そういえば、三島由紀夫も「命売ります」という作品のなかで、以下のような一文を書いていた。勝さんの言葉にも通ずるものがあろう。

…ばかにモダンにしつらえた明るすぎるオフィスで、みんな最新型の背広を着て、手の汚れない仕事をしていた毎日のほうが、はるかに死んでいたではないか。

時に生きていて、漫然とした、機械のような一日がただ過ぎたなと実感することがある。
それはまさに「生きていながら死んでいる」時間であり、「はるかに死んでいた」「手の汚れない仕事をしていた毎日」でもある。

昔の偉い哲学者も「善く生きる」ということを志向したわけだけれども、生きながら死んでいる日々を避けるには、確かに生きている実感を獲得しないといけない。
はて、そんなものはどこにあるのだろうかーーと理屈で考え出したときから、ひとは説明できない物事にぶち当たり、そして言語化せねばならぬという内なる欲求から逃れられぬまま、葛藤を抱えることになる。

思うに、「善く生きる」瞬間なんて、その時間が終わってからくらいでしか気づけないのだろう。
食事をしたときかもしれないし、愛するもの同士で肉体の悦びをたんと享受したときかもしれないし、単に趣味や好きなことに打ち込んだときかもしれない。
いずれにせよ、その行為に没頭しているその時には幸せであることをあまり知覚していないものだ。食事も腹一杯食べるから幸せなのだ。

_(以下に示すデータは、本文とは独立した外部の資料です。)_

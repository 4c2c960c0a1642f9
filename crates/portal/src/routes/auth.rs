//! Authentication route handlers.
//!
//! Sign-up and sign-in (password or Google) delegate credential checks
//! to the identity provider; the backend user record is upserted on
//! every sign-in so display name and photo stay current. The session
//! holds the resulting identity, and the role cache is invalidated
//! whenever it changes hands.

use axum::{
    Json,
    extract::{Query, State},
    response::IntoResponse,
};
use secrecy::SecretString;
use serde::{Deserialize, Serialize};
use tower_sessions::Session;

use aegis_core::{Email, Role};

use crate::api::UpsertUser;
use crate::error::{AppError, Result, clear_sentry_user, set_sentry_user};
use crate::identity::IdentityUser;
use crate::middleware::{OptionalUser, clear_current_user, set_current_user};
use crate::models::CurrentUser;
use crate::state::AppState;

/// Where the sign-in page sends users who arrived without a destination.
const DEFAULT_RETURN_TO: &str = "/dashboard";

// =============================================================================
// Form Types
// =============================================================================

/// Sign-up form data.
#[derive(Debug, Deserialize)]
pub struct SignUpForm {
    pub name: String,
    pub email: String,
    pub password: String,
}

/// Sign-in form data.
#[derive(Debug, Deserialize)]
pub struct SignInForm {
    pub email: String,
    pub password: String,
}

/// Google sign-in form data.
#[derive(Debug, Deserialize)]
#[serde(rename_all = "camelCase")]
pub struct GoogleSignInForm {
    pub id_token: String,
}

// =============================================================================
// Query Types
// =============================================================================

/// Query parameters for the sign-in page.
#[derive(Debug, Deserialize)]
pub struct SignInQuery {
    pub return_to: Option<String>,
}

/// Query parameters for the forbidden page.
#[derive(Debug, Deserialize)]
pub struct ForbiddenQuery {
    pub from: Option<String>,
}

// =============================================================================
// Response Types
// =============================================================================

/// The signed-in user as responses expose it. Never the token.
#[derive(Debug, Serialize)]
#[serde(rename_all = "camelCase")]
pub struct UserView {
    pub name: String,
    pub email: Email,
    pub photo_url: Option<String>,
}

impl From<&CurrentUser> for UserView {
    fn from(user: &CurrentUser) -> Self {
        Self {
            name: user.name.clone(),
            email: user.email.clone(),
            photo_url: user.photo_url.clone(),
        }
    }
}

/// Session snapshot returned by sign-in, sign-up, and `/auth/me`.
#[derive(Debug, Serialize)]
#[serde(rename_all = "camelCase")]
pub struct MeResponse {
    pub user: Option<UserView>,
    pub role: Option<Role>,
}

/// View model for the sign-in page.
#[derive(Debug, Serialize)]
#[serde(rename_all = "camelCase")]
pub struct SignInPage {
    pub return_to: String,
}

/// View model for the forbidden page.
#[derive(Debug, Serialize)]
#[serde(rename_all = "camelCase")]
pub struct ForbiddenPage {
    pub error: String,
    pub from: Option<String>,
}

// =============================================================================
// Pages
// =============================================================================

/// Render the sign-in page view model.
///
/// GET /auth/sign-in
///
/// Echoes back a sanitized `return_to` so the client can resume the
/// interrupted navigation after authentication.
pub async fn sign_in_page(Query(query): Query<SignInQuery>) -> impl IntoResponse {
    Json(SignInPage {
        return_to: sanitize_return_to(query.return_to.as_deref()),
    })
}

/// Render the forbidden page view model.
///
/// GET /forbidden
///
/// Lands here after a role gate refuses a page navigation; shows which
/// path was refused without ever echoing an off-site value.
pub async fn forbidden_page(Query(query): Query<ForbiddenQuery>) -> impl IntoResponse {
    let from = query.from.filter(|f| is_local_path(f));
    Json(ForbiddenPage {
        error: "Access denied".to_string(),
        from,
    })
}

// =============================================================================
// Sign-up / Sign-in
// =============================================================================

/// Register a new account and sign it in.
///
/// POST /auth/sign-up
///
/// # Errors
///
/// Returns 400 for a weak password, 409-mapped provider errors when the
/// email is taken, and 500 if the session cannot be written.
pub async fn sign_up(
    State(state): State<AppState>,
    session: Session,
    Json(form): Json<SignUpForm>,
) -> Result<Json<MeResponse>> {
    let email = parse_email(&form.email)?;
    let name = form.name.trim();
    if name.is_empty() {
        return Err(AppError::Validation("Name is required".to_string()));
    }

    let identity = state.identity().sign_up(name, &email, &form.password).await?;

    establish_session(&state, &session, &email, name, identity).await
}

/// Authenticate an existing account.
///
/// POST /auth/sign-in
///
/// # Errors
///
/// Returns 401 for bad credentials and 500 if the session cannot be
/// written.
pub async fn sign_in(
    State(state): State<AppState>,
    session: Session,
    Json(form): Json<SignInForm>,
) -> Result<Json<MeResponse>> {
    let email = parse_email(&form.email)?;

    let identity = state.identity().sign_in(&email, &form.password).await?;

    let fallback_name = resolved_name(identity.display_name.as_deref(), &email);
    establish_session(&state, &session, &email, &fallback_name, identity).await
}

/// Authenticate with a Google credential.
///
/// POST /auth/google
///
/// The browser completes the Google flow and posts the resulting ID
/// token; the identity provider verifies it and returns (or provisions)
/// the account.
///
/// # Errors
///
/// Returns 401 for a rejected token and 500 if the session cannot be
/// written.
pub async fn sign_in_with_google(
    State(state): State<AppState>,
    session: Session,
    Json(form): Json<GoogleSignInForm>,
) -> Result<Json<MeResponse>> {
    let identity = state.identity().sign_in_with_google(&form.id_token).await?;

    let email = identity.email.clone();
    let name = resolved_name(identity.display_name.as_deref(), &email);
    establish_session(&state, &session, &email, &name, identity).await
}

/// Sign the current user out.
///
/// POST /auth/sign-out
///
/// Revokes the provider token (best effort), clears the session, drops
/// the cached role so a later sign-in starts fresh, and detaches the
/// error-reporting user context. Signing out while signed out is a
/// no-op, not an error.
pub async fn sign_out(
    State(state): State<AppState>,
    session: Session,
    OptionalUser(user): OptionalUser,
) -> Result<Json<serde_json::Value>> {
    if let Some(user) = user {
        state.roles().invalidate(&user.email).await;
        if let Err(e) = state.identity().sign_out(&user.access_token).await {
            tracing::warn!(error = %e, "Identity token revocation failed");
        }
    }

    clear_current_user(&session)
        .await
        .map_err(|e| AppError::Internal(format!("session write failed: {e}")))?;
    session
        .flush()
        .await
        .map_err(|e| AppError::Internal(format!("session write failed: {e}")))?;

    clear_sentry_user();

    Ok(Json(serde_json::json!({ "success": true })))
}

/// Report the current session and role.
///
/// GET /auth/me
///
/// Both fields are null when nobody is signed in; the client treats this
/// as the signed-out state rather than an error.
pub async fn me(
    State(state): State<AppState>,
    OptionalUser(user): OptionalUser,
) -> Json<MeResponse> {
    let Some(user) = user else {
        return Json(MeResponse {
            user: None,
            role: None,
        });
    };

    let role = match state.roles().resolve(&user.email, &user.access_token).await {
        Ok(role) => Some(role),
        Err(e) => {
            tracing::warn!(error = %e, email = %user.email, "Role lookup failed for /auth/me");
            None
        }
    };

    Json(MeResponse {
        user: Some(UserView::from(&user)),
        role,
    })
}

// =============================================================================
// Helpers
// =============================================================================

/// Upsert the backend user record, store the session, and report back.
///
/// The display name and photo on the session come from the backend record,
/// which is authoritative once the upsert lands.
async fn establish_session(
    state: &AppState,
    session: &Session,
    email: &Email,
    name: &str,
    identity: IdentityUser,
) -> Result<Json<MeResponse>> {
    let token: SecretString = identity.id_token;

    let record = state
        .backend()
        .upsert_user(
            &token,
            &UpsertUser {
                name: name.to_string(),
                email: email.clone(),
                photo_url: identity.photo_url.clone(),
            },
        )
        .await?;

    let user = CurrentUser {
        name: record.name.clone(),
        email: record.email.clone(),
        photo_url: record.photo_url.clone(),
        access_token: token,
    };

    // A fresh sign-in may carry fresh grants
    state.roles().invalidate(email).await;
    let role = match state.roles().resolve(&user.email, &user.access_token).await {
        Ok(role) => Some(role),
        Err(e) => {
            tracing::warn!(error = %e, email = %email, "Role lookup failed after sign-in");
            None
        }
    };

    set_current_user(session, &user)
        .await
        .map_err(|e| AppError::Internal(format!("session write failed: {e}")))?;
    set_sentry_user(user.email.as_str());

    Ok(Json(MeResponse {
        user: Some(UserView::from(&user)),
        role,
    }))
}

fn parse_email(raw: &str) -> Result<Email> {
    Email::parse(raw).map_err(|e| AppError::Validation(e.to_string()))
}

/// Pick a display name: the provider's, else the email's local part.
fn resolved_name(display_name: Option<&str>, email: &Email) -> String {
    match display_name {
        Some(name) if !name.trim().is_empty() => name.to_string(),
        _ => email
            .as_str()
            .split('@')
            .next()
            .unwrap_or_default()
            .to_string(),
    }
}

/// Keep only local, absolute-path destinations.
///
/// Anything else (full URLs, protocol-relative `//host` forms, empty
/// strings) falls back to the dashboard so the sign-in page can never be
/// used as an open redirect.
fn sanitize_return_to(raw: Option<&str>) -> String {
    match raw {
        Some(path) if is_local_path(path) => path.to_string(),
        _ => DEFAULT_RETURN_TO.to_string(),
    }
}

fn is_local_path(path: &str) -> bool {
    path.starts_with('/') && !path.starts_with("//") && !path.starts_with("/\\")
}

いくらうまくても三分目で終われば幸せではない。

思いがけず行動せざるを得ないほど欲求が高まっており、それを無自覚のまま行動するとき、事後的にひとは幸福に気づき、自分の人生を自分のものとして生きたという実感に満ち満ちるのではないか。

逆に、意志を失って機械のように動いている時間や、事後的に「何をしてしまったんだろう…」と後悔を抱えてしまう日々に生きている喜びはない。
少なくともその行為をしているその時に何か別のことを考えるだけの余地がある時間は、およそ幸福ではなく喜びもないのだろう。
生きていながら死んでいるとき私たちの人生に意志は介在しているのか。己の胸に問うてみると、にわかに鼓動が早まる。